An Intek spokesman said that the company plans to introduce the units by April 1999. The portable is applicable to both public safety and utility applications. Meanwhile, Intek has capitalized on the RF power amplifier modules developed for the portable. In October 1998, it gave UK semiconductor manufacturer Semelab the worldwide rights to manufacture and distribute the modules.
“It is no great secret that we already have plans to extend the linear power amplifier line into other spectrums including VHF and UHF bands to cover the new PAMR market developments,” said John Walker, Semelab’s RF Division Manager.
Intek Global Technologies – As a research and development company, IGT develops products and software for its parent company and others. IGT has the responsibility to license LM technology and commercialize LM products worldwide.
Moreover, it can design complete radio units and complete radio systems. It designs application-specific integrated circuits (ASIC). Development can be either to the level of a prototype proven technology or to full manufacturing capability. Arrangements can involve a technology transfer or licensing of intellectual property rights.
RoameR One – Airtime services, products and software for data and business radio communications are available from RoameR One, its dealers and, before long, some members of the National Rural Telecommunications Cooperative (NRTC).
RoameR One operates more than 270 repeater sites with about 1,500 channels and 11,000 customer units. Its service is concentrated in California, the St. Louis-Kansas City, MO, corridor, New York and the New England states, and the Ohio Valley. NRTC offers its 900 co-op members the ability to construct 220MHz systems and to sell RoameR One airtime in rural areas. Since bidding successfully in last year’s spectrum auction, Intek has nationwide rights to 45 220MHz channels for expansion.
One observer noted that RoameR One loaded many customers last year at special rates in a short-term promotion to meet Intek-mandated target numbers.
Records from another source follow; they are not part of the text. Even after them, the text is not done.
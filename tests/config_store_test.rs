// This software is provided for non-commercial use only.
// Commercial use is strictly prohibited.
// If you use, modify, or redistribute this software, you must provide proper attribution to the original author.
// (c) 2026 Onur Tuna. All rights reserved.

//! Configuration store integration tests: schema bootstrap, camera CRUD,
//! and settings persistence across a fresh open.
//!
//! Run with: `cargo test`

use nvr::config::{CameraSpec, ConfigStore, RecordingSettings, StorageSettings, StreamingSettings};

fn tmp_db() -> (tempfile::TempDir, std::path::PathBuf) {
    let dir = tempfile::tempdir().expect("create tempdir");
    let path = dir.path().join("nvr.db");
    (dir, path)
}

#[test]
fn fresh_store_has_no_cameras_and_default_settings() {
    let (_dir, path) = tmp_db();
    let store = ConfigStore::open(&path).expect("open store");

    assert!(store.load_cameras().expect("load cameras").is_empty());
    assert_eq!(store.load_streaming_settings().expect("load streaming"), StreamingSettings::default());
    assert_eq!(store.load_recording_settings().expect("load recording"), RecordingSettings::default());
    assert_eq!(store.load_storage_settings().expect("load storage"), StorageSettings::default());
}

#[test]
fn camera_list_survives_a_reopen() {
    let (_dir, path) = tmp_db();
    {
        let store = ConfigStore::open(&path).expect("open store");
        let cams = vec![
            CameraSpec::new("cam_front", "Front Door", "rtsp://192.0.2.1/stream"),
            CameraSpec::new("cam_back", "Back Yard", "rtsp://192.0.2.2/stream"),
        ];
        store.save_cameras(&cams).expect("save cameras");
    }

    let reopened = ConfigStore::open(&path).expect("reopen store");
    let cams = reopened.load_cameras().expect("load cameras");
    assert_eq!(cams.len(), 2);
    assert!(cams.iter().any(|c| c.camera_id == "cam_front"));
    assert!(cams.iter().any(|c| c.camera_id == "cam_back"));
}

#[test]
fn save_cameras_replaces_the_whole_list_atomically() {
    let (_dir, path) = tmp_db();
    let store = ConfigStore::open(&path).expect("open store");

    store
        .save_cameras(&[CameraSpec::new("cam_a", "A", "rtsp://a")])
        .expect("save first set");
    store
        .save_cameras(&[CameraSpec::new("cam_b", "B", "rtsp://b")])
        .expect("save second set");

    let cams = store.load_cameras().expect("load cameras");
    assert_eq!(cams.len(), 1);
    assert_eq!(cams[0].camera_id, "cam_b");
}

#[test]
fn streaming_settings_round_trip() {
    let (_dir, path) = tmp_db();
    let store = ConfigStore::open(&path).expect("open store");

    let mut settings = StreamingSettings::default();
    settings.hardware_accel = false;
    settings.max_reconnect_attempts = 3;
    settings.decoder_preference = vec!["avdec_h264".to_string()];
    store.save_streaming_settings(&settings).expect("save streaming");

    let loaded = store.load_streaming_settings().expect("load streaming");
    assert_eq!(loaded, settings);
}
RoameR One also has benefited from the migration of former customers of defunct Geotek. Also migrating to RoameR One are some former Nextel customers who are displeased with airtime charges either proposed or experienced in converting from analog to digital service.
Securicor Electronics-Manufacturing service is provided by Securicor Electronics on a contract basis for electronic products, including printed circuit board assembly, full product build, material sourcing and engineering support.
Securicor’s key customers are in the defense, transport, communications and utilities industries. The company also manufactures radio equipment for Intek Global on a small-volume, prototype basis.
FCC Notes Antennas fail to comply with registration rules A recent FCC audit of existing antenna structures showed that 28% of structures audited were not registered as required by FCC rules. The rules require that structures that may pose a hazard to air navigation must be registered with the FCC and most must also display special painting and lighting in the interest of air traffic safety. The rules also require the owner to display the registration number in a visible location near the base of the structure. The audit discovered that the registration number was missing from more than half of the registered structures.
Antenna owners keep lights burning The FCC has informed antenna licensees of their responsibilities under the rules for keeping antenna structures properly lighted during and after the Y2K date change. Y2K-related problems could cause a structure’s lighting system to fail, creating a hazard for passing air traffic. Antenna owners should evaluate their systems during the next periodic inspection and must correct any problems before the anticipated date of failure or malfunction, and also switch to daily visual inspections of structure lighting.